Problem >> Copy each line of the records that contains the word "extend".

Stored items >>

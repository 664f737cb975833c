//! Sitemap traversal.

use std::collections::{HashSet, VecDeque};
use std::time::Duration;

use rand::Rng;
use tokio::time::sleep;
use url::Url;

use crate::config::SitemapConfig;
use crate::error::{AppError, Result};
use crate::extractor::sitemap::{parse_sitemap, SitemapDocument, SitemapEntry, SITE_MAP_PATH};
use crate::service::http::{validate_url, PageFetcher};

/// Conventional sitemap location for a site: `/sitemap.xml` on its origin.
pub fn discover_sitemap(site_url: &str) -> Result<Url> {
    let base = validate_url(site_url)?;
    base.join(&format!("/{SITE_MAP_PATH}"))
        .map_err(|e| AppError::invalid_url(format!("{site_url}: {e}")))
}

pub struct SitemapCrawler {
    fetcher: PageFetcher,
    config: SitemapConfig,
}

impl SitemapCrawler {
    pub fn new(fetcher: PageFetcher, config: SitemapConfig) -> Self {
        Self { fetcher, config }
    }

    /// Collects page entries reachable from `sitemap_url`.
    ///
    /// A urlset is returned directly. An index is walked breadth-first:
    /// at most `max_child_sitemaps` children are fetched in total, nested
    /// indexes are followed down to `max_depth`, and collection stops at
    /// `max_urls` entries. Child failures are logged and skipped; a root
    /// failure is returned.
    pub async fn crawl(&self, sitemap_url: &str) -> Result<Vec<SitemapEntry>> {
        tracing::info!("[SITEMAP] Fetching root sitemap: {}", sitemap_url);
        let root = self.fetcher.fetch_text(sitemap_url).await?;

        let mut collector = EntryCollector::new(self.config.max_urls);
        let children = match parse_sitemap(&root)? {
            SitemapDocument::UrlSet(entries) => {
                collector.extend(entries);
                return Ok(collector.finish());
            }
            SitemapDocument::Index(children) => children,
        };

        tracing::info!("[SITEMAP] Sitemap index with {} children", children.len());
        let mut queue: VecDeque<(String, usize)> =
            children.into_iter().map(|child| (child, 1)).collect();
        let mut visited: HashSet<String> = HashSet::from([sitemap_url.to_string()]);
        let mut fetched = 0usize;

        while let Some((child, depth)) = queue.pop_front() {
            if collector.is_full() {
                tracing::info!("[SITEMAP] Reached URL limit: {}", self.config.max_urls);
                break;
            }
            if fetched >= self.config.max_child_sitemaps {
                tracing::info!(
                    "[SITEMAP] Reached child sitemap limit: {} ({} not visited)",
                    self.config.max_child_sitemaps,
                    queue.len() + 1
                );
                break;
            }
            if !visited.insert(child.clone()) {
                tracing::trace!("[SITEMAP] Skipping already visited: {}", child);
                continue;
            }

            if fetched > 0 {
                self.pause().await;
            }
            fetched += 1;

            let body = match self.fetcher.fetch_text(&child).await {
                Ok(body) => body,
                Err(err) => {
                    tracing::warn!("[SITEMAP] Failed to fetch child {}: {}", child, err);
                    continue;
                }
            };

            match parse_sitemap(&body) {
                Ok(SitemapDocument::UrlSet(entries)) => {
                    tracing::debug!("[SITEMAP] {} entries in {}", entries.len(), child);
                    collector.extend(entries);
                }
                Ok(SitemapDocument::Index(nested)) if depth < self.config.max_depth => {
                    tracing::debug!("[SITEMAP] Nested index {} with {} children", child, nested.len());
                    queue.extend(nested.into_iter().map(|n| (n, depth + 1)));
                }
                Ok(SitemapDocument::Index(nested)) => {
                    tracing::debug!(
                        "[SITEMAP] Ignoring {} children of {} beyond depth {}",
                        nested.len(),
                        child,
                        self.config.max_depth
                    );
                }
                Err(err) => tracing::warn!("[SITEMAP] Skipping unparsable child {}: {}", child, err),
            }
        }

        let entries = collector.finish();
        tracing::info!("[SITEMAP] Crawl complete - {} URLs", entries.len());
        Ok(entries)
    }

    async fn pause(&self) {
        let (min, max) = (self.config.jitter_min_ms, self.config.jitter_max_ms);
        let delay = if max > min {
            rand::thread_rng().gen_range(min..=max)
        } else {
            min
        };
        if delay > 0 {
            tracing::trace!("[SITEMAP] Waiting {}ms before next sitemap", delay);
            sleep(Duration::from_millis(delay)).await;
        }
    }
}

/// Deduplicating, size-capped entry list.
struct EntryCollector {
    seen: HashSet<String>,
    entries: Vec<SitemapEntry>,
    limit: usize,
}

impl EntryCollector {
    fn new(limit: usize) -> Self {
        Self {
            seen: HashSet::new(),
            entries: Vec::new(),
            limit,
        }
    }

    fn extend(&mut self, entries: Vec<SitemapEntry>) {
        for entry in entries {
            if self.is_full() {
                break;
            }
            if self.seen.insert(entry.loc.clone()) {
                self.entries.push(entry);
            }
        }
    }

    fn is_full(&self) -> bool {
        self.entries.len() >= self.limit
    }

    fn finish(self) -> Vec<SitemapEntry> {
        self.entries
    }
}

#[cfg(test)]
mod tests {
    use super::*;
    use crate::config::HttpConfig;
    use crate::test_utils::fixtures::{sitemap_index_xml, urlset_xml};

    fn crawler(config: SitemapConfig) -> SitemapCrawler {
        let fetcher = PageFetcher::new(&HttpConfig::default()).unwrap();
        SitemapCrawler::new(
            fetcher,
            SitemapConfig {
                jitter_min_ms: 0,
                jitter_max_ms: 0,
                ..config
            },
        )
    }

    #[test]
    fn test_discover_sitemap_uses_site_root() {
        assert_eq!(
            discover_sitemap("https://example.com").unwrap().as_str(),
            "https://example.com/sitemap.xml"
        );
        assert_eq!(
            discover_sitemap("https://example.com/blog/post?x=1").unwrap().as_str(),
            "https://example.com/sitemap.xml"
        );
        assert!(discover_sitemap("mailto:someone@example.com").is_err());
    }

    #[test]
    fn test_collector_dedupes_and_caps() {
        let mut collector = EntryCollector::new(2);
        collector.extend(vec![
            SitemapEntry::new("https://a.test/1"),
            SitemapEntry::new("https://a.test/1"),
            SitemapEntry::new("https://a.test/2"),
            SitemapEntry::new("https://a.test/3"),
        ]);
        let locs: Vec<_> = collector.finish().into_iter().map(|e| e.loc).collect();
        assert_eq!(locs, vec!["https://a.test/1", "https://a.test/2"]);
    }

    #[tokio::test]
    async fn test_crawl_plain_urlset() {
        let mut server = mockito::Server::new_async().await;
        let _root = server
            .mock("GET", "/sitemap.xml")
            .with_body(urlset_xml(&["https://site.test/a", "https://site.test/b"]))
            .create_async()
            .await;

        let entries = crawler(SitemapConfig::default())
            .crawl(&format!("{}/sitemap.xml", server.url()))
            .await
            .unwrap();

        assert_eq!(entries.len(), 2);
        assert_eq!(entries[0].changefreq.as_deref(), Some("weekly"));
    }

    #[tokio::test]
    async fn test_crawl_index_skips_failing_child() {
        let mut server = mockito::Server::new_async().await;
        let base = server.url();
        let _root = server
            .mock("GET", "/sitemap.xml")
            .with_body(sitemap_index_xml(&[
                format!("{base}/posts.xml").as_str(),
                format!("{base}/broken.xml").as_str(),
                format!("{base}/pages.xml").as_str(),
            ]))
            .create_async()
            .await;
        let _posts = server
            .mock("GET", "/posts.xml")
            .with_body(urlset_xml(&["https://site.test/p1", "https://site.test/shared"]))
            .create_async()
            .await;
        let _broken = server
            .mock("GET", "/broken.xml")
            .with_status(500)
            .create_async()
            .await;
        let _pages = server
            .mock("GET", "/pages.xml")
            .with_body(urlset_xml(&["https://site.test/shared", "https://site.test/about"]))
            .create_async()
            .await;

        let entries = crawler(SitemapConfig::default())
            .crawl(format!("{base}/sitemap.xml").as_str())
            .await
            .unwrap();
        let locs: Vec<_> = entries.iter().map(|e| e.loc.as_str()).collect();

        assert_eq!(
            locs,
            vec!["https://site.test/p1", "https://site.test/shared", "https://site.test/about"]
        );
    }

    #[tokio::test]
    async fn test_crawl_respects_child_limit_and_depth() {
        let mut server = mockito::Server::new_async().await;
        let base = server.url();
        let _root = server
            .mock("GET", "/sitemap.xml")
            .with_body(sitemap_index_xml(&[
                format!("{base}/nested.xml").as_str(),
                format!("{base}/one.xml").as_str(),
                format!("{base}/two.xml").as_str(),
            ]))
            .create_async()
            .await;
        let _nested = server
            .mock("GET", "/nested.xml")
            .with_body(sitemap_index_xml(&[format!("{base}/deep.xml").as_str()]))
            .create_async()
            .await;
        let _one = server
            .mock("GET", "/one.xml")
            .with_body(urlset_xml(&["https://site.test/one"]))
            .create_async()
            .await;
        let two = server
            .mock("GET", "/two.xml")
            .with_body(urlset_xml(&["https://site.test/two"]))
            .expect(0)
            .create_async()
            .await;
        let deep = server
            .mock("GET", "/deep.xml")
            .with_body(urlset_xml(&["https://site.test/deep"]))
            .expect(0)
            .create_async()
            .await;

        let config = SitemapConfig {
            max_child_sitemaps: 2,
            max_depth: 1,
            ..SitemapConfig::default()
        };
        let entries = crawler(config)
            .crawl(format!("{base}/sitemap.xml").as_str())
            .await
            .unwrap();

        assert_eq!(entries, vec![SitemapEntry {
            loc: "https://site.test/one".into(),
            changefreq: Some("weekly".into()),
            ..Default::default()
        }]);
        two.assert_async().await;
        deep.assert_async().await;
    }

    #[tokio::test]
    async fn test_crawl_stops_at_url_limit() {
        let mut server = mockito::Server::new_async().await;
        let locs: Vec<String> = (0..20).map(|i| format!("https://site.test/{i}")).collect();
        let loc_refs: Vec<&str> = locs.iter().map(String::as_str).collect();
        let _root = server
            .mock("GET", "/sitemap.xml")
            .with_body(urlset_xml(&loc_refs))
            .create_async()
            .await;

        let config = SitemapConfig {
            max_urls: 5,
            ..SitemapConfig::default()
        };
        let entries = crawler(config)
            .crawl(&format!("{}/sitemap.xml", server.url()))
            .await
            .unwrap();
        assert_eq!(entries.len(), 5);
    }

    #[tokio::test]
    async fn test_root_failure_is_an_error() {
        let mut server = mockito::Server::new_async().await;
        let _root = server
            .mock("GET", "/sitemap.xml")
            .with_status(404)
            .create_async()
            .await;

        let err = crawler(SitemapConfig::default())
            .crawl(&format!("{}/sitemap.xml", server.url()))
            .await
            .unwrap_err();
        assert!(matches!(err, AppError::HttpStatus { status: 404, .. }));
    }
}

Answer space >>
                collector.extend(entries);
                    collector.extend(entries);
                    queue.extend(nested.into_iter().map(|n| (n, depth + 1)));
    fn extend(&mut self, entries: Vec<SitemapEntry>) {
        collector.extend(vec![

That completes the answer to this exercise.